Молчит строй — не хочется в Магадан на общие, пригрелись они тут, щёчки на краснопёрых харчах наели, бока на матрасах ватных отлежали. Не жизнь — малина сладкая. Но только страшно: вдруг их кто спросит, чем они тут занимаются, и на туфте подловит?
— Мы ж ни черта не понимаем.
— Барбосы тоже! Вам понимать не нужно — трави тухлятину и глазки строй, типа, отвечаешь за базар. Если что, Башку зовите, он при науке состоял, отбрешется.
Башка точно целым НИИ рулил, чего-то там для военных клепая, с самим хозяином за ручку здоровкался, только на поверку вредителем и японским шпионом оказался, хотел тоннель в Америку прорыть и через него со всеми секретами сбежать. За что и схлопотал четвертак, ладно хоть «лоб зелёнкой» не помазали.
— Скажи им, Башка.
— Тут так… Если барбосы на исповедь потащат — крутите им пуговицу или враз засохните, а коли какие фраера в клифтах базлать станут, берите их на понт, типа, не гони пургу, начальник. Да не менжуйтесь, буром прите, эти головастики сами не рубят, о чём меж собой базарят. Лохи они, только и могут что тарахтеть. Главное, не очкуйте, не шелестите, и всё будет ништяк.
Толково всё Башка объяснил, сразу видно — учёный человек, профессор при степенях и орденах. Был.
— Тогда без базара.
Командир скомандовал:
— Слушать сюда! Работаем в две смены: первая формулы зубрит, вторая — спортзал, тир и рукопашка. Потом приём пищи, оправка и смена. Вопросы есть?
Ну какие могут быть вопросы у недавних зэков, а теперь… А кто они, собственно? Сняли их с нар, пригнали этапом в карантинный лагерь, где заставили ножички метать и по полосе препятствий зайчиками скакать, чтобы они своё боевое прошлое вспомнили, так как чуть ли не каждый в той большой, недавней, войне десантными ротами и батальонами на передке командовал, в тылы немецкие за «языками» ходил, партизанил или в немецкой разведшколе лямку тянул, как Абвер. Не мальчиков в тот лагерь собрали — головорезов, один другого краше. А после кровью повязали, статьи расстрельные навесив, чтобы они дёру не дали, и проверочки учинили, о которых вспоминать тошно. После уже в халатики переодели и сюда, в Шарашку, к кульманам определили. Зачем? То только богу и куму ведомо. Зэки про жизнь свою далеко не загадывают: сегодня жив и ладно, а завтра — будет завтра.
— Всем отбой. Караулам на периметр, дозорам по НП. Разойдись!
Чудно́е дело — они сами себя вместо вертухаев охраняют, да не просто так, а с карабинами и автоматами за плечами! Разве может такое быть?
Выходит, может. К чему только?
Кабинет, стол, стулья, портрет вождя на стене в золочёной рамочке… Но не такой кабинет, где в приёмной толпы толкутся, а рабочий, для личных встреч и приватных, с глазу на глаз, разговоров.

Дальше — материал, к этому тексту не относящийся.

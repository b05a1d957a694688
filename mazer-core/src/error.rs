//! Errors surfaced at the document/CLI boundary.
//!
//! The calculation functions themselves never fail on user input:
//! blank or unparseable numerics degrade to "no value" and are skipped,
//! and solvers decline rather than error. Errors here cover parsing
//! units and loading persisted recipe documents.

use thiserror::Error;

#[derive(Debug, Error)]
#[error("unknown unit `{0}`")]
pub struct UnitParseError(String);

impl UnitParseError {
    pub(crate) fn new(s: &str) -> Self {
        UnitParseError(s.to_string())
    }
}

/// Failure loading a persisted recipe document.
#[derive(Debug, Error)]
pub enum DocumentError {
    #[error("unsupported recipe schema version {0}")]
    UnsupportedVersion(u32),
    #[error(transparent)]
    Unit(#[from] UnitParseError),
}
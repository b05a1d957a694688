//! Calculation core for mead recipe formulation.
//!
//! Everything here is pure: ingredient normalization, gravity blending,
//! ABV/Delle math, stabilizer and nutrient dosing, target solvers, and
//! the recipe state container tying them together. No I/O.

use serde::{Deserialize, Serialize};

pub mod additive;
pub mod error;
pub mod gravity;
pub mod ingredient;
pub mod nutrient;
pub mod recipe;
pub mod solver;
pub mod stabilizer;
pub mod units;

pub use additive::{AdditiveLine, AdditiveUnit, Dimension};
pub use error::{DocumentError, UnitParseError};
pub use gravity::{Blend, abv, blend, delle};
pub use ingredient::{AmountBasis, IngredientLine, NormalizedIngredient};
pub use nutrient::{
    Allocation, GoFerm, NitrogenRequirement, NutrientSource, NutrientState, SOURCE_ORDER,
    Schedule, allocate, default_yeast_g, target_yan_ppm,
};
pub use recipe::{
    DEFAULT_FG, Derived, DocumentV1, DocumentV2, NoteLine, Phase, Recipe, SCHEMA_VERSION,
    UnitDefaults, derive, migrate_v1,
};
pub use solver::{Apportionment, HoneyWaterSplit, apportion, backsweeten_liters, honey_water_split};
pub use stabilizer::{StabilizerDoses, StabilizerState, SulfiteSalt, doses, target_ppm};
pub use units::{VolumeUnit, WeightUnit, brix_to_sg, sg_to_brix, sugar_break};

/// Where a field's current value came from. Auto-computed defaults only
/// overwrite fields still at `Default`; a `UserSet` value is never
/// clobbered by a recompute.
#[derive(Copy, Clone, Debug, Default, PartialEq, Eq, Serialize, Deserialize)]
#[serde(rename_all = "lowercase")]
pub enum Provenance {
    #[default]
    Default,
    UserSet,
}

За столом человек в пенсне, которого в стране всякая собака знает и боится, от одного вида хвост между ног поджимая. Смотрит из-под «стекляшек» ласково, так что по коже мурашки бегают и пот по спине.
— Что скажешь, Пётр Семёнович?
— Всё сделал как приказано: подразделение передислоцировал в ближнее Подмосковье. Карантинный лагерь заполнил случайными зэками из бывших военных, которые по полосе препятствий бегают. Если со стороны смотреть — почти ничего не изменилось. На подходах на всякий случай дозоры выставил.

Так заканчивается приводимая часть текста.